社会

女性が土俵に上がってはいけない理由~調べてみました②

投稿日:2018年6月5日 更新日:

修行の妨げになるあらゆる行いやものを禁じるなかで、女性が近づく事をよしとしないことが女人禁制と言うかたちで残っているのでしょう。
尼僧の場合は、禁欲と尼僧を男子から護る為に男子禁制が守られてきました。
もう一つは、女性はケガレている、と言うところからきています。
ケガレと言うと、汚れている意味での穢れを連想する方が多いと思いますが、そもそもはそういう意味ではありません。
この世での日常と非日常
古来、日本では非日常的な事を「ハレ」。
いつも通りの日常のことを「」と言っていました。
「ハレの舞台」「ハレ着」等呼び方がありますが、日常から離れた祝祭や催しの場は「ハレ」と言い日常を清浄化させる役割がありました。一方、日常を現す「ケ」ですが、この日常が日常でなくなる瞬間と言うのがあります。
例えば、人が死んだり、産まれたりする時等も日常ではないことです。
そういう時を「ケ」が枯れると言い、この「ケ」が枯れるから「「ケガレ」となりました。元々は、田んぼの稲刈りが終わると田んぼが枯れるところからもきています。なので、稲刈りが終わった後は収穫祭というのをやります。
人が死んだり産まれたりと言うのは、「ケガレ」なわけなのです。そこからの流れで月経や妊娠も出血を伴うことからケガレているとされてきました。それを清浄化させるのが、「ハレ」なわけです。葬式も「ハレ」です。
卒業式や入学式も非日常的なことなので「ケガレ」ですから、「ハレ」で清浄化させると言うことなのです。では、相撲の話にもどります。
相撲は今ではスポーツの面が色濃いですが、神事でもあるわけです。
神事と言う事は「ハレ」なわけです。
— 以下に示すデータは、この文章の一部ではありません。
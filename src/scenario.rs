//! Load solve scenarios from TOML files
//!
//! A scenario holds the tribune, stair and railing setups, the per-row
//! audiences, an optional hall and the solver configuration. The file format
//! is a plain data mirror; every setup is still built through its validating
//! constructor.

use std::path::Path;

use glam::DVec3;
use serde::Deserialize;

use crate::core::{Result, SolverConfig, TribuneError};
use crate::geometry::Polyline;
use crate::optimization::Candidate;
use crate::setup::{
    AudienceSetup, HallSetup, ProjectorSetup, RailingSetup, ScreenSetup, StairSetup, TribuneSetup,
};
use crate::solver::{SolveRequest, TribuneSolver};

#[derive(Debug, Deserialize)]
#[serde(deny_unknown_fields)]
struct ScenarioFile {
    #[serde(default)]
    railing_toggles: Vec<bool>,
    #[serde(default)]
    audience_offsets: Vec<f64>,
    #[serde(default)]
    flip: bool,
    #[serde(default)]
    origin: Option<DVec3>,
    tribune: TribuneTable,
    stairs: StairTable,
    railings: RailingTable,
    #[serde(default)]
    audiences: Vec<AudienceTable>,
    hall: Option<HallTable>,
    existing_tribune: Option<Vec<DVec3>>,
    #[serde(default)]
    config: SolverConfig,
}

#[derive(Debug, Deserialize)]
struct TribuneTable {
    rows: usize,
    #[serde(default)]
    row_widths: Vec<f64>,
    #[serde(default)]
    elev_counts: Vec<u32>,
    #[serde(default)]
    stair_insets: Vec<bool>,
}

#[derive(Debug, Deserialize)]
struct StairTable {
    tread_height: f64,
    tread_width: f64,
}

#[derive(Debug, Deserialize)]
struct RailingTable {
    height: f64,
    width: f64,
}

#[derive(Debug, Deserialize)]
struct AudienceTable {
    /// `false` leaves the rows this entry maps to unseated
    #[serde(default = "seated_default")]
    seated: bool,
    eye: DVec3,
    #[serde(default)]
    origin: DVec3,
    front_limit: Option<f64>,
    hard_back_limit: Option<f64>,
    soft_back_limit: Option<f64>,
    #[serde(default)]
    section_chairs: Vec<Vec<DVec3>>,
    #[serde(default)]
    plan_chairs: Vec<Vec<DVec3>>,
    #[serde(default)]
    plan_origin: DVec3,
    plan_chair_width: Option<f64>,
}

fn seated_default() -> bool {
    true
}

#[derive(Debug, Deserialize)]
struct HallTable {
    boundary: Vec<DVec3>,
    #[serde(default)]
    aisles: Vec<Vec<DVec3>>,
    #[serde(default)]
    tunnels: Vec<Vec<DVec3>>,
    screen: Option<Vec<DVec3>>,
    projector: Option<DVec3>,
}

impl AudienceTable {
    fn to_setup(&self) -> Result<Option<AudienceSetup>> {
        if !self.seated {
            return Ok(None);
        }
        let audience = AudienceSetup::new(self.eye, self.origin)
            .with_limits(
                self.front_limit.unwrap_or(AudienceSetup::DEFAULT_FRONT_LIMIT),
                self.hard_back_limit
                    .unwrap_or(AudienceSetup::DEFAULT_HARD_BACK_LIMIT),
                self.soft_back_limit
                    .unwrap_or(AudienceSetup::DEFAULT_SOFT_BACK_LIMIT),
            )?
            .with_section_chairs(polylines(&self.section_chairs))
            .with_plan_chairs(
                polylines(&self.plan_chairs),
                self.plan_origin,
                self.plan_chair_width
                    .unwrap_or(AudienceSetup::DEFAULT_PLAN_CHAIR_WIDTH),
            )?;
        Ok(Some(audience))
    }
}

impl HallTable {
    fn to_setup(&self) -> Result<HallSetup> {
        let mut hall = HallSetup::new(Polyline::new(self.boundary.clone()))?
            .with_aisles(polylines(&self.aisles))?
            .with_tunnels(polylines(&self.tunnels))?;
        if let Some(screen) = &self.screen {
            hall = hall.with_screen(ScreenSetup::new(Polyline::new(screen.clone()))?);
        }
        if let Some(projector) = self.projector {
            hall = hall.with_projector(ProjectorSetup::new(projector));
        }
        Ok(hall)
    }
}

fn polylines(points: &[Vec<DVec3>]) -> Vec<Polyline> {
    points.iter().cloned().map(Polyline::new).collect()
}

/// Everything needed to run one solve, built from a scenario file
#[derive(Debug, Clone)]
pub struct Scenario {
    pub tribune: TribuneSetup,
    pub stairs: StairSetup,
    pub railings: RailingSetup,
    pub request: SolveRequest,
    pub existing_tribune: Option<Polyline>,
    pub config: SolverConfig,
}

impl Scenario {
    /// Parse a scenario from a TOML string
    pub fn load_from_toml(content: &str) -> Result<Self> {
        let file: ScenarioFile = toml::from_str(content)?;
        Self::from_file(file)
    }

    /// Load a scenario from a TOML file on disk
    pub fn load_from_file(path: &Path) -> Result<Self> {
        let content = std::fs::read_to_string(path)?;
        Self::load_from_toml(&content)
    }

    fn from_file(file: ScenarioFile) -> Result<Self> {
        let table = &file.tribune;
        let tribune = TribuneSetup::new(
            table.rows,
            table.row_widths.clone(),
            table.elev_counts.clone(),
            table.stair_insets.clone(),
        )?;
        let stairs = StairSetup::new(file.stairs.tread_height, file.stairs.tread_width)?;
        let railings = RailingSetup::new(file.railings.height, file.railings.width)?;

        let audiences = file
            .audiences
            .iter()
            .map(AudienceTable::to_setup)
            .collect::<Result<Vec<_>>>()?;
        if !audiences.is_empty() && audiences.iter().all(Option::is_none) {
            tracing::debug!("All {} audience entries are unseated", audiences.len());
        }

        let mut request = SolveRequest::default()
            .with_railing_toggles(file.railing_toggles)
            .with_audience_slots(audiences)
            .with_audience_offsets(file.audience_offsets)
            .flipped(file.flip)
            .at_origin(file.origin.unwrap_or(DVec3::ZERO));
        if let Some(hall) = &file.hall {
            request = request.with_hall(hall.to_setup()?);
        }

        let existing_tribune = match file.existing_tribune {
            Some(points) if points.len() < 2 => {
                return Err(TribuneError::InsufficientPoints {
                    name: "existing_tribune".into(),
                    count: points.len(),
                    minimum: 2,
                })
            }
            Some(points) => Some(Polyline::new(points)),
            None => None,
        };

        tracing::debug!(
            rows = tribune.rows(),
            audiences = request.audiences.len(),
            hall = request.hall.is_some(),
            "Loaded scenario"
        );

        Ok(Self {
            tribune,
            stairs,
            railings,
            request,
            existing_tribune,
            config: file.config,
        })
    }

    pub fn solver(&self) -> TribuneSolver {
        TribuneSolver::with_config(
            self.tribune.clone(),
            self.stairs,
            self.railings,
            self.config.clone(),
        )
    }

    pub fn screen(&self) -> Option<&ScreenSetup> {
        self.request.hall.as_ref().and_then(HallSetup::screen)
    }

    pub fn projector(&self) -> Option<&ProjectorSetup> {
        self.request.hall.as_ref().and_then(HallSetup::projector)
    }

    /// The scenario as an optimization candidate
    pub fn candidate(&self) -> Candidate {
        let mut candidate = Candidate::new(self.tribune.clone(), self.stairs, self.railings);
        candidate.audiences = self.request.audiences.clone();
        candidate.screen = self.screen().cloned();
        candidate.projector = self.projector().copied();
        candidate.flip = self.request.flip;
        candidate.origin = self.request.origin;
        candidate.railing_toggles = self.request.railing_toggles.clone();
        candidate.audience_offsets = self.request.audience_offsets.clone();
        candidate.config = self.config.clone();
        candidate
    }
}

#[cfg(test)]
mod tests {
    use super::*;

    const MINIMAL: &str = r#"
railing_toggles = [true, false]

[tribune]
rows = 4
row_widths = [80.0]
elev_counts = [2]

[stairs]
tread_height = 15.0
tread_width = 30.0

[railings]
height = 90.0
width = 5.0

[[audiences]]
eye = [40.0, 0.0, 110.0]
front_limit = 30.0

[config]
tolerance = 0.01
"#;

    #[test]
    fn test_load_minimal_scenario() {
        let scenario = Scenario::load_from_toml(MINIMAL).unwrap();
        assert_eq!(scenario.tribune.rows(), 4);
        assert_eq!(scenario.request.railing_toggles, vec![true, false]);
        assert_eq!(scenario.config.tolerance, 0.01);
        // untouched config keys keep their defaults
        assert_eq!(scenario.config.limit_line_overshoot, 50.0);

        let audience = scenario.request.audiences[0].as_ref().unwrap();
        assert_eq!(audience.front_limit(), 30.0);
        assert_eq!(
            audience.hard_back_limit(),
            AudienceSetup::DEFAULT_HARD_BACK_LIMIT
        );
        assert!(scenario.request.hall.is_none());
    }

    #[test]
    fn test_invalid_dimension_is_reported() {
        let broken = MINIMAL.replace("tread_height = 15.0", "tread_height = -1.0");
        assert!(matches!(
            Scenario::load_from_toml(&broken),
            Err(TribuneError::InvalidDimension { .. })
        ));
    }

    #[test]
    fn test_open_hall_boundary_rejected() {
        let with_hall = format!(
            "{MINIMAL}\n[hall]\nboundary = [[0.0, 0.0, 0.0], [100.0, 0.0, 0.0], [100.0, 100.0, 0.0]]\n"
        );
        assert!(matches!(
            Scenario::load_from_toml(&with_hall),
            Err(TribuneError::OpenBoundary { .. })
        ));
    }

    #[test]
    fn test_all_unseated_scenario_solves_without_chairs() {
        let empty_hall = MINIMAL.replace("front_limit = 30.0", "front_limit = 30.0\nseated = false");
        let scenario = Scenario::load_from_toml(&empty_hall).unwrap();
        assert!(scenario.request.audiences.iter().all(Option::is_none));

        let solution = scenario.solver().solve(&scenario.request);
        assert_eq!(solution.section_chairs.len(), 4);
        assert!(solution.section_chairs.iter().all(Vec::is_empty));
        assert!(solution.section_chair_planes.iter().all(Option::is_none));
    }

    #[test]
    fn test_unknown_key_is_a_toml_error() {
        let typo = MINIMAL.replace("railing_toggles", "railing_toggle");
        assert!(matches!(
            Scenario::load_from_toml(&typo),
            Err(TribuneError::TomlError(_))
        ));
    }
}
そこにケガレている女性が立ち入る事は出来るだけ避けたいと考えるのでしょう。(たぶんですけど)
女性は本当に土俵に上がってはいけないのか

しかし、これは前述の解釈を利権の為に利用したに過ぎません。

元々神社や神事には、巫女など女性がその重要な役割を果たしていましたし、神道に於いて女性の地位は本来高いものでした。

それが、明治維新以降に海外と肩を並べるべく(他にも理由はあると思いますが)男子を上位とした社会構築に邁進したため、そういった女性に対する偏見が生まれ、権利の為に利用されたのです。

ですから、土俵に女性があがってはいけないと言う理由は、特にありません。しかも、女性が穢れた生き物であるからと言った解釈はとんでもない話なのです。

以前あった、ワイドショーを賑わせた相撲会場での出来事も、そういった歪曲された解釈が長年信じ込まれた結果のことなのでしょう。